Some systems are experiencing issues

About This Site

We are sharing planned and unplanned service disruptions of the Tideways Performance Monitoring and Profiling service here. If you are experiencing problems or want to inquire about ongoing problems please write to

Past Incidents

Tuesday 13th April 2021

Data ingestion service is down

Due to high load and out of memory errors on both Beanstalk queueing servers in the timeframe from 17:17 - 18:12 Europe Berlin time we have suffered our longest outage in the last few years.

Unfortunately the Beanstalk servers got to their memory limit, so that no monitoring, profilng and exception tracking data could be stored from 17:30 to 18:12 and monitoring data collected during that time frame on your applications could not be stored in Tideways. You will see gaps in the graphs of these time frames. We are terribly sorry for this outage, its impact and duration on your ability to investigate performance problems during in this almost 60 minute period.

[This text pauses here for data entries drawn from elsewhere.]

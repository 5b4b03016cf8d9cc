use axum::{extract::State, http::StatusCode, response::Json};
use tracing::{instrument, warn};

use crate::schemas::{AppState, HealthResponse};

/// Health check endpoint
#[utoipa::path(
    get,
    path = "/health",
    tag = "health",
    responses(
        (status = 200, description = "Service is healthy", body = HealthResponse),
        (status = 503, description = "Database is unreachable", body = HealthResponse)
    )
)]
#[instrument(skip(state))]
pub async fn health_check(State(state): State<AppState>) -> (StatusCode, Json<HealthResponse>) {
    let (status, service, database) = match state.db.ping().await {
        Ok(_) => (StatusCode::OK, "healthy", "connected"),
        Err(e) => {
            warn!("Database ping failed: {}", e);
            (StatusCode::SERVICE_UNAVAILABLE, "unhealthy", "disconnected")
        }
    };

    (
        status,
        Json(HealthResponse {
            status: service.to_string(),
            version: env!("CARGO_PKG_VERSION").to_string(),
            database: database.to_string(),
        }),
    )
}
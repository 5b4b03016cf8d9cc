use rust_decimal::Decimal;
use serde::{Deserialize, Serialize};
use utoipa::ToSchema;

/// A search hit in the DIY catalog.
#[derive(Debug, Clone, Serialize, Deserialize, ToSchema, PartialEq)]
pub struct ProjectSummaryDto {
    pub id: i32,
    pub title: String,
    pub description: String,
    #[schema(value_type = Option<String>)]
    pub avg_price: Option<Decimal>,
    pub step_count: i32,
    pub estimated_time_minutes: Option<i32>,
    pub is_rental_safe: bool,
    pub requires_drilling: bool,
}

#[derive(Debug, Clone, Serialize, Deserialize, ToSchema, PartialEq)]
pub struct ProjectStepDto {
    pub step_number: i32,
    pub instruction_text: String,
}

/// A DIY project with its materials, tools and ordered steps.
#[derive(Debug, Clone, Serialize, Deserialize, ToSchema, PartialEq)]
pub struct ProjectDetailDto {
    #[serde(flatten)]
    pub summary: ProjectSummaryDto,
    pub materials: Vec<String>,
    pub tools: Vec<String>,
    pub steps: Vec<ProjectStepDto>,
}
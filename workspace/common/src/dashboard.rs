use chrono::NaiveDate;
use rust_decimal::Decimal;
use serde::{Deserialize, Serialize};
use utoipa::ToSchema;

#[derive(Debug, Clone, Serialize, Deserialize, ToSchema, PartialEq)]
pub struct HomeDto {
    pub id: i32,
    pub name: String,
    pub address: String,
    pub city: String,
    pub state: String,
    pub zip_code: String,
}

#[derive(Debug, Clone, Serialize, Deserialize, ToSchema, PartialEq)]
pub struct RoomDto {
    pub id: i32,
    pub home_id: i32,
    pub name: String,
    pub description: String,
}

#[derive(Debug, Clone, Serialize, Deserialize, ToSchema, PartialEq)]
pub struct AssetDetailsDto {
    pub id: i32,
    pub name: String,
    pub brand: String,
    pub model_number: String,
    /// True for the shipped catalog, false for user-made entries.
    pub stored: bool,
}

#[derive(Debug, Clone, Serialize, Deserialize, ToSchema, PartialEq)]
pub struct AssetDto {
    pub id: i32,
    pub room_id: i32,
    pub name: String,
    pub category: String,
    pub details: Option<AssetDetailsDto>,
}

#[derive(Debug, Clone, Serialize, Deserialize, ToSchema, PartialEq)]
pub struct ConsumableDto {
    pub id: i32,
    pub asset_id: i32,
    pub details_id: Option<i32>,
    pub name: String,
}

#[derive(Debug, Clone, Serialize, Deserialize, ToSchema, PartialEq)]
pub struct TaskDto {
    pub id: i32,
    pub name: String,
    pub interval: String,
    pub interval_label: String,
    pub room_id: Option<i32>,
    pub asset_id: Option<i32>,
    pub consumable_id: Option<i32>,
    pub next_due_date: Option<NaiveDate>,
    pub last_completed_date: Option<NaiveDate>,
    pub overdue: bool,
}

#[derive(Debug, Clone, Serialize, Deserialize, ToSchema, PartialEq)]
pub struct LogDto {
    pub id: i32,
    pub task_id: i32,
    pub completion_date: Option<NaiveDate>,
    #[schema(value_type = Option<String>)]
    pub cost: Option<Decimal>,
    pub notes: String,
}

/// A value/label pair for select inputs.
#[derive(Debug, Clone, Serialize, Deserialize, ToSchema, PartialEq)]
pub struct ChoiceDto {
    pub value: String,
    pub label: String,
}

/// Everything the dashboard shows for the current home.
#[derive(Debug, Clone, Serialize, Deserialize, ToSchema, PartialEq)]
pub struct DashboardView {
    pub home: HomeDto,
    pub rooms: Vec<RoomDto>,
    /// `"all"` or the id of the room the listing is filtered to.
    pub selected_room_id: String,
    pub selected_asset_id: Option<i32>,
    pub assets: Vec<AssetDto>,
    pub consumables: Vec<ConsumableDto>,
    pub tasks: Vec<TaskDto>,
    pub due_soon_tasks: Vec<TaskDto>,
    pub logs: Vec<LogDto>,
    pub stored_brands: Vec<String>,
    pub stored_asset_details: Vec<AssetDetailsDto>,
    pub asset_choices: Vec<ChoiceDto>,
    pub task_choices: Vec<ChoiceDto>,
    pub interval_choices: Vec<ChoiceDto>,
    pub category_choices: Vec<ChoiceDto>,
}

/// The manage-homes page: every home of the user and the selected one.
#[derive(Debug, Clone, Serialize, Deserialize, ToSchema, PartialEq)]
pub struct HomesView {
    pub homes: Vec<HomeDto>,
    pub current_home_id: i32,
}
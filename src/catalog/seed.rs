//! Built-in demo data for the catalog commands.

use rust_decimal::Decimal;

use super::{NewProject, NewStep};

/// Stored asset details as (name, brand, model number).
pub const STORED_ASSETS: &[(&str, &str, &str)] = &[
    ("Under Sink Water Filter", "GE", "GXK140TNN"),
    ("50-Pint Dehumidifier", "GE", "APHL50LB"),
    ("PLUS Faucet Mount Filtration System", "PUR", "PFM400H"),
    ("Side-By-Side Refrigerator", "Frigidaire", "FRSS2623AS"),
    ("5 Burner Electric Range", "Frigidaire", "FCRE3052BS"),
    ("Front Control Smart Dishwasher", "Frigidaire", "FDPC4221AS"),
    ("Top Control Dishwasher", "Frigidaire", "FDPH4316AS"),
    ("Smart Front Load Washer", "LG", "WM4000HBA"),
];

fn list(items: &[&str]) -> Vec<String> {
    items.iter().map(|item| item.to_string()).collect()
}

pub fn demo_projects() -> Vec<NewProject> {
    vec![
        NewProject {
            title: "Wooden Coffee Table".to_string(),
            description: "A sturdy coffee table built from dimensional lumber.".to_string(),
            avg_price: Some(Decimal::new(5000, 2)),
            estimated_time_minutes: Some(240),
            is_rental_safe: true,
            requires_drilling: true,
            materials: list(&["wood", "screws", "stain", "sandpaper"]),
            tools: list(&["screwdriver"]),
            steps: NewStep::numbered(&[
                "Cut to size",
                "Sand surfaces",
                "Assemble frame",
                "Attach top",
                "Apply stain",
            ]),
        },
        NewProject {
            title: "Macrame Wall Hanging".to_string(),
            description: "A knotted cotton wall hanging to decorate a bedroom.".to_string(),
            avg_price: Some(Decimal::new(1500, 2)),
            estimated_time_minutes: Some(120),
            is_rental_safe: true,
            requires_drilling: false,
            materials: list(&["cotton cord", "dowel"]),
            tools: list(&["scissors"]),
            steps: NewStep::numbered(&[
                "Cut the cord",
                "Tie the cord onto the dowel",
                "Create knot patterns",
                "Trim the ends",
            ]),
        },
        NewProject {
            title: "Floating Shelves".to_string(),
            description: "Wall-mounted shelves with hidden brackets.".to_string(),
            avg_price: Some(Decimal::new(6900, 2)),
            estimated_time_minutes: Some(180),
            is_rental_safe: false,
            requires_drilling: true,
            materials: list(&["wood", "brackets", "anchors", "screws"]),
            tools: list(&["drill", "screwdriver"]),
            steps: NewStep::numbered(&[
                "Measure wall",
                "Drill holes",
                "Install brackets",
                "Secure brackets",
            ]),
        },
    ]
}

Over the next days and weeks we will analyse and learn from this outage and work on a solution that avoids these problems with our queuing and data ingestion servers in the future.


17:30 alerting went off

Edit 17:52: We found the problem, our Beanstalk queue servers were under high load from a monitoring process that was clocking the CPUs. This happened two both queue servers at the same time and as such no one could act as a fallback. It looks like Tideways was not able to accept data reliably from 17:17 until around 17:50. We are investigating further.

Edit 18:05 After disabling the monitoring service our queue services are not coming back up and we are investigating why.

Edit 18:15 Under load due to the monitoring plugin running rampage our queue servers ingested jobs until they reached the machines memory limit. We are using Beanstalk, which is an in memory database, backed by a log file. Restarting the service immediately lead to the out of memory killer to stop the process again. We have temporarily increased the RAM of both queues massively now to process the pending data and seeing a quick recovery.

Edit 18:26 Everything is processing again. We have a large backlog so expect some time until the current data is being displayed. We will make a more thorough analysis now and update this page when we know more information.

Edit 18:36 We estimate everything will be up to date again in 15-25 minutes.

Monday 12th April 2021

No incidents reported

Sunday 11th April 2021

No incidents reported

Saturday 10th April 2021

No incidents reported

Friday 9th April 2021

No incidents reported

Thursday 8th April 2021

No incidents reported

Wednesday 7th April 2021

Problem Processing of incoming data

Our workers are currently not processing data and we are investigating why.

Edit 13:30 Everything has caught up and fixed itself now. The problem was related to adding a new node to our Elasticsearch cluster in combination with a restart of one of the nodes during a period of shard synchronization.

Edit 13:40 As we plan to rotate more Elasticsearch nodes today, this issue will be kept open as a reference should further processing problems occur.